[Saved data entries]

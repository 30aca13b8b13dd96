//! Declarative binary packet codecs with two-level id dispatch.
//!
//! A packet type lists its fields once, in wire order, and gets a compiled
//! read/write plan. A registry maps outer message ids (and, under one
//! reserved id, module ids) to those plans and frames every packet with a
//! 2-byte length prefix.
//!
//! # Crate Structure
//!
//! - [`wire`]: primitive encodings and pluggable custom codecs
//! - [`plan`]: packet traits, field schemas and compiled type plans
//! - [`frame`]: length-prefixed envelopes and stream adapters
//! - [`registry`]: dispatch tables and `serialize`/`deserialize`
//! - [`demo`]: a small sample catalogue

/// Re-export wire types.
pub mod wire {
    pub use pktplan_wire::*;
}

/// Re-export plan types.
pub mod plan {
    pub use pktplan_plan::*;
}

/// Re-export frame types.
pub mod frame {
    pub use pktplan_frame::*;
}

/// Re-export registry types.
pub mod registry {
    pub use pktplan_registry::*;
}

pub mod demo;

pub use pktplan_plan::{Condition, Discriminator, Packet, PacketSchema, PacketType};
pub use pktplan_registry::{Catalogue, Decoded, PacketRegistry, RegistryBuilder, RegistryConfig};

--

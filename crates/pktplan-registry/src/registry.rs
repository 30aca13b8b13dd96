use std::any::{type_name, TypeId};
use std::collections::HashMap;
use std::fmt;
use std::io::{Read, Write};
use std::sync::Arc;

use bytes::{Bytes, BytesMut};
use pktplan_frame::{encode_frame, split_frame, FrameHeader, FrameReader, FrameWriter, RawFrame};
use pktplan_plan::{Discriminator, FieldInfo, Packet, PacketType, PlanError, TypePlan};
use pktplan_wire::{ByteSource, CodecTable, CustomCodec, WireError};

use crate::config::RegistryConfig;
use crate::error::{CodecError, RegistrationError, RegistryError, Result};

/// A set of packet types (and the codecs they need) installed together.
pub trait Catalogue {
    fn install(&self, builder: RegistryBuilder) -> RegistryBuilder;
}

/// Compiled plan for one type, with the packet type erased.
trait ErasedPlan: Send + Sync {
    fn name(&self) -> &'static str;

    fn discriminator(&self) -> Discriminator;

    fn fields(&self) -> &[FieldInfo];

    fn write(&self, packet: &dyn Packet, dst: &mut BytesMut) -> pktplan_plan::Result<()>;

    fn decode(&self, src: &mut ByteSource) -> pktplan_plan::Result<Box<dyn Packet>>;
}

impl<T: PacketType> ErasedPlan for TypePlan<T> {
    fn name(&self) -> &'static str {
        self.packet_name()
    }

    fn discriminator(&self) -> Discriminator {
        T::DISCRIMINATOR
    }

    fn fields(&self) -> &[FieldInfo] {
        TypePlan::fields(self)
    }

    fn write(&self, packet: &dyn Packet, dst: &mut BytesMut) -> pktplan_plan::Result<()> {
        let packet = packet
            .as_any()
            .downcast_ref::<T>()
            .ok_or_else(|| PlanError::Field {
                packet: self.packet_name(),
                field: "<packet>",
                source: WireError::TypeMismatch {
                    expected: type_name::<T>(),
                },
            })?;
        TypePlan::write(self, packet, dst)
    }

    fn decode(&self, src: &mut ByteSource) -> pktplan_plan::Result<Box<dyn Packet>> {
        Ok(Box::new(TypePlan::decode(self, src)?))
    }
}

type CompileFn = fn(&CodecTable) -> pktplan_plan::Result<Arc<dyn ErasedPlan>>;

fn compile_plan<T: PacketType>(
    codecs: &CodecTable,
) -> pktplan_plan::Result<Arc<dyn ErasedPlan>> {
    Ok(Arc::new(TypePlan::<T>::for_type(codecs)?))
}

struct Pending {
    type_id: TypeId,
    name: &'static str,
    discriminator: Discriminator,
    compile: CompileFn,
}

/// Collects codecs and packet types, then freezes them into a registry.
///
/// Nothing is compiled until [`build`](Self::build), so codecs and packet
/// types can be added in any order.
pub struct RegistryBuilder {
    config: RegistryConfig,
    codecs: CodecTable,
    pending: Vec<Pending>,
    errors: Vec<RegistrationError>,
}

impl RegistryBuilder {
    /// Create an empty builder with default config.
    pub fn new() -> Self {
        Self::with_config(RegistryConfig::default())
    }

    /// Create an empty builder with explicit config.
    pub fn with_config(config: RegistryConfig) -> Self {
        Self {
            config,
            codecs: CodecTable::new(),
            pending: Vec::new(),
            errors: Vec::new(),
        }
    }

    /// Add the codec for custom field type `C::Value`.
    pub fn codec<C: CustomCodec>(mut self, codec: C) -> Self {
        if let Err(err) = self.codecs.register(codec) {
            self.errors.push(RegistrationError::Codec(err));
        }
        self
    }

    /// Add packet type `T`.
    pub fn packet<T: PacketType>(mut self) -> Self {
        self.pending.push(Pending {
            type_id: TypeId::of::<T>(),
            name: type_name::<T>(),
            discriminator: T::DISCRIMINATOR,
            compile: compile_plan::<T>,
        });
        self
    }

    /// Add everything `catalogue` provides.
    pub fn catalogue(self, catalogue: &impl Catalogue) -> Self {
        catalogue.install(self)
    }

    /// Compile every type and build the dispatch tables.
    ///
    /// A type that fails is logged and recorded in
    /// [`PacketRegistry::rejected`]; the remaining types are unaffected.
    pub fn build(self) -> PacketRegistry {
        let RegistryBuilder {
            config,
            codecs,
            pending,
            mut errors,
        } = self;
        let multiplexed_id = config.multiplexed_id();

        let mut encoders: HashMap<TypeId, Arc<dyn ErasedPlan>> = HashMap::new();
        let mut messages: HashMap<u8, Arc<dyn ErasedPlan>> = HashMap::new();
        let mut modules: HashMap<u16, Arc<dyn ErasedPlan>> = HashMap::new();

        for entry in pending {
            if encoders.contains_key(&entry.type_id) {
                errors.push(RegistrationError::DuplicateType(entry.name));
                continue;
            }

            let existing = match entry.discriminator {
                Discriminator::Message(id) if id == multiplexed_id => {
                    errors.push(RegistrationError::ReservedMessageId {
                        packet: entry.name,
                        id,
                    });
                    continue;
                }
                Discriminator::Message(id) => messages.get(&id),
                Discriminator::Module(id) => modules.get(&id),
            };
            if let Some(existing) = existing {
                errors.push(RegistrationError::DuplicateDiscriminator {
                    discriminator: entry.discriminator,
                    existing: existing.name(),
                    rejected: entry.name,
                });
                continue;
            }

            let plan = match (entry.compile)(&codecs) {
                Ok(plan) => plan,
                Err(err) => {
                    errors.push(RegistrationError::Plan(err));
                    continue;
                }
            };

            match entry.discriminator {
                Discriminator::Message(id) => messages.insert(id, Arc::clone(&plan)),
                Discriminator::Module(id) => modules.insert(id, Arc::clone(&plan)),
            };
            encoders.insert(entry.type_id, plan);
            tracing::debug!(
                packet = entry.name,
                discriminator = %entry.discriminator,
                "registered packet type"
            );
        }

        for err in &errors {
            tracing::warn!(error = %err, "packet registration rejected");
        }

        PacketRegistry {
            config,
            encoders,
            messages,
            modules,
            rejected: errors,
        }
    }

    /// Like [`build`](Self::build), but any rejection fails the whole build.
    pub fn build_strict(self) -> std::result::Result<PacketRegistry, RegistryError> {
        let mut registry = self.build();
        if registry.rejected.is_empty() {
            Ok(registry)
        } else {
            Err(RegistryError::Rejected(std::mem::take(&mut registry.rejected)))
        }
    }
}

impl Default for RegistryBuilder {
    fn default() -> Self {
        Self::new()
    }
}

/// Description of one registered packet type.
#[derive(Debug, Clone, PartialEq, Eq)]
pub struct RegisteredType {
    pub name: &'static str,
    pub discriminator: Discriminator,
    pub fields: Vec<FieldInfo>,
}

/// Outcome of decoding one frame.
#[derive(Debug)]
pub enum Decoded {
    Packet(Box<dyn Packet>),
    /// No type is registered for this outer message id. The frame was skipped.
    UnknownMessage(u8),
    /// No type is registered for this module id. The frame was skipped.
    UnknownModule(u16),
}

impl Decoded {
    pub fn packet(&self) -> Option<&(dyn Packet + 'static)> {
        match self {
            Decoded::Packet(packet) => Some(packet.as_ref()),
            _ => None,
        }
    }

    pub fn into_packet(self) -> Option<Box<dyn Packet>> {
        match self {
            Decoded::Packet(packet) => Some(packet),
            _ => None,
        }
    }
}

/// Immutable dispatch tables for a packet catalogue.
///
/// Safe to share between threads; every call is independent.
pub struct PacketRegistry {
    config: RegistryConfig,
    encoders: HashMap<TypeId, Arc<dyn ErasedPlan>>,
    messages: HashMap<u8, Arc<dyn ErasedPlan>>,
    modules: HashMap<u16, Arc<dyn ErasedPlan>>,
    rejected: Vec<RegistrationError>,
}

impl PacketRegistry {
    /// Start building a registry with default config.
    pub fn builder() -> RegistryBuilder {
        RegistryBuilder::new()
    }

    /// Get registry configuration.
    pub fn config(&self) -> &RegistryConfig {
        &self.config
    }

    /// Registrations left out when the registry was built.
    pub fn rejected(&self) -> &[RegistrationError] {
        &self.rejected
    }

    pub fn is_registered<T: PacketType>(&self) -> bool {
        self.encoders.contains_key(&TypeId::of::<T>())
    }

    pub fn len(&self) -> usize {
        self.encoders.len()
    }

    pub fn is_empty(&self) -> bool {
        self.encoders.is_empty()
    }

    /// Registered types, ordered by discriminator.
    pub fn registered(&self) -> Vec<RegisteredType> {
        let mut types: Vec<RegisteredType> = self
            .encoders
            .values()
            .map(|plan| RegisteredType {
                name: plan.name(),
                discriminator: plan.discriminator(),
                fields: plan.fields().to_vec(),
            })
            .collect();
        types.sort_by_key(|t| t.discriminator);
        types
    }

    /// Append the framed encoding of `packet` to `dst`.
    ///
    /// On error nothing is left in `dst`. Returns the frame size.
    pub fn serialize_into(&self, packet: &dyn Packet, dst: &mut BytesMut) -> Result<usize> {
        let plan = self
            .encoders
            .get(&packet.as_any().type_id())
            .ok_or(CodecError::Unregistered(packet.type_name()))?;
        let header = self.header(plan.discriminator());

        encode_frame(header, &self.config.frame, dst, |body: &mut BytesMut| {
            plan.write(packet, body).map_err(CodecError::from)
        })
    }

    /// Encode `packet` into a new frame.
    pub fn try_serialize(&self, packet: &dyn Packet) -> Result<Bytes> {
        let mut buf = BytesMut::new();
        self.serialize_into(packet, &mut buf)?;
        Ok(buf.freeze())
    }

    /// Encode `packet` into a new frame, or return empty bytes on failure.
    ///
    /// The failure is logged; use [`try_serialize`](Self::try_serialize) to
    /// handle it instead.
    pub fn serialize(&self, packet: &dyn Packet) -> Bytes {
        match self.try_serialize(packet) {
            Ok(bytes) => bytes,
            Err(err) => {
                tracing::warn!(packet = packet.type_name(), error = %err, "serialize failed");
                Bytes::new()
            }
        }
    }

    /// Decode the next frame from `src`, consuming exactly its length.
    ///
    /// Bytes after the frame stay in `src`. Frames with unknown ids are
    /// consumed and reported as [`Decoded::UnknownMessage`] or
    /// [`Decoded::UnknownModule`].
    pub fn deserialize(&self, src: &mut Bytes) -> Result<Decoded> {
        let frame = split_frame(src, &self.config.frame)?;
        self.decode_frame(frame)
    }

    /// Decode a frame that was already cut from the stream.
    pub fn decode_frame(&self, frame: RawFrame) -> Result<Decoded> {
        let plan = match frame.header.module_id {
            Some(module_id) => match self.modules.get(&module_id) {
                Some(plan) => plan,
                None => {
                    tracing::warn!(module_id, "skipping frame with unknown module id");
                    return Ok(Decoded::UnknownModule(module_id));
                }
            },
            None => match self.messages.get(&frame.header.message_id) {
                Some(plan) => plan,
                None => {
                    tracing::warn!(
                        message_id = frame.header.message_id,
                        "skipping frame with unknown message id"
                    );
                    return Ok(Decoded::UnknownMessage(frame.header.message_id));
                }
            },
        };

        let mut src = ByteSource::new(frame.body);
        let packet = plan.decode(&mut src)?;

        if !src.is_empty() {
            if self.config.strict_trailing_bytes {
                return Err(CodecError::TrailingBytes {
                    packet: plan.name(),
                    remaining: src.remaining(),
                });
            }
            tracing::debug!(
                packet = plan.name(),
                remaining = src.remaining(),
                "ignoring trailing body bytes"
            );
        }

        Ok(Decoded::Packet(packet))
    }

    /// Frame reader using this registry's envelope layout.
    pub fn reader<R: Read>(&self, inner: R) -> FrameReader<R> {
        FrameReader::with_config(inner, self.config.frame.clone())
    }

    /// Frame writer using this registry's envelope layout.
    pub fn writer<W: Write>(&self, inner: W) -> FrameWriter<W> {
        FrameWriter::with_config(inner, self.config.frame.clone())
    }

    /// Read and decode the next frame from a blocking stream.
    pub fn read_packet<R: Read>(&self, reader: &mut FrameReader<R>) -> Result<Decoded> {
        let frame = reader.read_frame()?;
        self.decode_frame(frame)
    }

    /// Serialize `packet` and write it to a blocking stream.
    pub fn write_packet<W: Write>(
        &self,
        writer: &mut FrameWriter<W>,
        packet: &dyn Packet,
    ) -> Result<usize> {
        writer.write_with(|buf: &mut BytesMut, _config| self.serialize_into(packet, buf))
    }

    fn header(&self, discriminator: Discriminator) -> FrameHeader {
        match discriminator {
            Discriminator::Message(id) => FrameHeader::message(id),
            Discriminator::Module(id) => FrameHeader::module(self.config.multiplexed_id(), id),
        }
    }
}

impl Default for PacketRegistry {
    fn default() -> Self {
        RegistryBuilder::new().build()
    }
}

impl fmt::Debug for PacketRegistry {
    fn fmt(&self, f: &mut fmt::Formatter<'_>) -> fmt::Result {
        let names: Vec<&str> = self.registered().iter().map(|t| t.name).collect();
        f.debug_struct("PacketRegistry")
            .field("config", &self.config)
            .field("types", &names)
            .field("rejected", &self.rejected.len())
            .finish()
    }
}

--- What the task requires ---
Copy here each line of the preceding records with "deserialize" in it.

--- Task solution ---
//! - [`registry`]: dispatch tables and `serialize`/`deserialize`
    pub fn deserialize(&self, src: &mut Bytes) -> Result<Decoded> {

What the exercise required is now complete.